Optimizing Variance-Bias Trade-Off in the TWANG Package for Estimation of Propensity Scores
Publisher: Health Services and Outcomes Research Methodology, Vol. 17, issue 3-4
While propensity score weighting has been shown to reduce bias in treatment effect estimation when selection bias is present, it has also been shown that such weighting can perform poorly if the estimated propensity score weights are highly variable. Various approaches have been proposed which can reduce the variability of the weights and the risk of poor performance, particularly those based on machine learning methods. In this study, we closely examine approaches to fine-tune one machine learning technique [generalized boosted models (GBM)] to select propensity scores that seek to optimize the variance-bias trade-off that is inherent in most propensity score analyses.

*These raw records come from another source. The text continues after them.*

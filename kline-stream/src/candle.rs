use crate::{bucket::Bucket, interval::Interval};
use chrono::{DateTime, Utc};
use derive_more::Constructor;
use rust_decimal::Decimal;
use serde::{Deserialize, Serialize};
use smol_str::SmolStr;
use std::fmt;

/// Identifies one kline stream: a trading pair at a fixed [`Interval`].
///
/// Symbols are normalised to upper case so `btcusdt@1m` and `BTCUSDT@1m` are the same stream.
#[derive(Debug, Clone, Eq, PartialEq, Ord, PartialOrd, Hash, Deserialize, Serialize)]
pub struct StreamKey {
    pub symbol: SmolStr,
    pub interval: Interval,
}

impl StreamKey {
    pub fn new<S>(symbol: S, interval: Interval) -> Self
    where
        S: AsRef<str>,
    {
        Self {
            symbol: SmolStr::new(symbol.as_ref().to_ascii_uppercase()),
            interval,
        }
    }
}

impl fmt::Display for StreamKey {
    fn fmt(&self, f: &mut fmt::Formatter<'_>) -> fmt::Result {
        write!(f, "{}@{}", self.symbol, self.interval)
    }
}

/// Fixed duration OHLCV aggregate for one symbol over one bucket.
///
/// `close_time` is the exclusive bucket end, `open_time + interval`.
#[derive(Debug, Clone, Eq, PartialEq, Hash, Deserialize, Serialize)]
pub struct Candle {
    pub symbol: SmolStr,
    pub interval: Interval,
    pub open_time: DateTime<Utc>,
    pub close_time: DateTime<Utc>,
    pub open: Decimal,
    pub high: Decimal,
    pub low: Decimal,
    pub close: Decimal,
    pub volume: Decimal,
    pub is_closed: bool,
}

impl Candle {
    pub fn key(&self) -> StreamKey {
        StreamKey {
            symbol: self.symbol.clone(),
            interval: self.interval,
        }
    }
}

/// One cumulative-per-bucket snapshot delivered by the transport.
///
/// `volume` is the running total for the bucket so far, not a delta.
#[derive(Debug, Clone, Eq, PartialEq, Hash, Deserialize, Serialize, Constructor)]
pub struct KlineEvent {
    pub event_time: DateTime<Utc>,
    pub open: Decimal,
    pub high: Decimal,
    pub low: Decimal,
    pub close: Decimal,
    pub volume: Decimal,
    pub source_seq: u64,
}

/// The currently forming candle of a stream.
///
/// Only [`OpenCandle::freeze`] produces a closed [`Candle`] from live flow.
#[derive(Debug, Clone, Eq, PartialEq)]
pub struct OpenCandle {
    symbol: SmolStr,
    interval: Interval,
    bucket: Bucket,
    open: Decimal,
    high: Decimal,
    low: Decimal,
    close: Decimal,
    volume: Decimal,
}

impl OpenCandle {
    pub fn seed(key: &StreamKey, bucket: Bucket, event: &KlineEvent) -> Self {
        Self {
            symbol: key.symbol.clone(),
            interval: key.interval,
            bucket,
            open: event.open,
            high: event.high,
            low: event.low,
            close: event.close,
            volume: event.volume,
        }
    }

    pub fn open_time(&self) -> DateTime<Utc> {
        self.bucket.open_time
    }

    /// Fold a same-bucket update into the candle. `open` is kept from the first observation.
    pub fn merge(&mut self, event: &KlineEvent) {
        self.high = self.high.max(event.high);
        self.low = self.low.min(event.low);
        self.close = event.close;
        self.volume = event.volume;
    }

    pub fn snapshot(&self) -> Candle {
        self.to_candle(false)
    }

    pub fn freeze(self) -> Candle {
        self.to_candle(true)
    }

    fn to_candle(&self, is_closed: bool) -> Candle {
        Candle {
            symbol: self.symbol.clone(),
            interval: self.interval,
            open_time: self.bucket.open_time,
            close_time: self.bucket.close_time,
            open: self.open,
            high: self.high,
            low: self.low,
            close: self.close,
            volume: self.volume,
            is_closed,
        }
    }
}

#[cfg(test)]
mod tests {
    use super::*;
    use chrono::TimeZone;
    use rust_decimal_macros::dec;

    fn event(high: Decimal, low: Decimal, close: Decimal, volume: Decimal) -> KlineEvent {
        KlineEvent::new(
            Utc.with_ymd_and_hms(2024, 3, 1, 13, 10, 0).unwrap(),
            dec!(100),
            high,
            low,
            close,
            volume,
            1,
        )
    }

    #[test]
    fn test_stream_key_normalises_symbol() {
        let key = StreamKey::new("btcusdt", Interval::from_hours(1));
        assert_eq!(key, StreamKey::new("BTCUSDT", Interval::from_hours(1)));
        assert_eq!(key.to_string(), "BTCUSDT@1h");
    }

    #[test]
    fn test_open_candle_merge_and_freeze() {
        let key = StreamKey::new("BTCUSDT", Interval::from_hours(1));
        let bucket =
            Bucket::containing(Utc.with_ymd_and_hms(2024, 3, 1, 13, 10, 0).unwrap(), key.interval)
                .unwrap();

        let mut candle = OpenCandle::seed(&key, bucket, &event(dec!(101), dec!(99), dec!(100.5), dec!(3)));
        candle.merge(&event(dec!(103), dec!(100), dec!(102), dec!(5)));
        candle.merge(&event(dec!(102), dec!(97), dec!(98), dec!(8)));

        let snapshot = candle.snapshot();
        assert!(!snapshot.is_closed);

        let closed = candle.freeze();
        assert_eq!(closed.open, dec!(100));
        assert_eq!(closed.high, dec!(103));
        assert_eq!(closed.low, dec!(97));
        assert_eq!(closed.close, dec!(98));
        assert_eq!(closed.volume, dec!(8));
        assert_eq!(closed.close_time - closed.open_time, key.interval.duration());
        assert!(closed.is_closed);
        assert_eq!(closed.key(), key);
    }
}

Specifically, we propose and evaluate three approaches for selecting the optimal number of trees for the GBM in the twang package in R. Normally, the twang package in R iteratively selects the optimal number of trees as that which maximizes balance between the treatment groups being considered. Because the selected number of trees may lead to highly variable propensity score weights, we examine alternative ways to tune the number of trees used in the estimation of propensity score weights such that we sacrifice some balance on the pre-treatment covariates in exchange for less variable weights. We use simulation studies to illustrate these methods and to describe the potential advantages and disadvantages of each method. We apply these methods to two case studies: one examining the effect of dog ownership on the owner’s general health using data from a large, population-based survey in California, and a second investigating the relationship between abstinence and a long-term economic outcome among a sample of high-risk youth.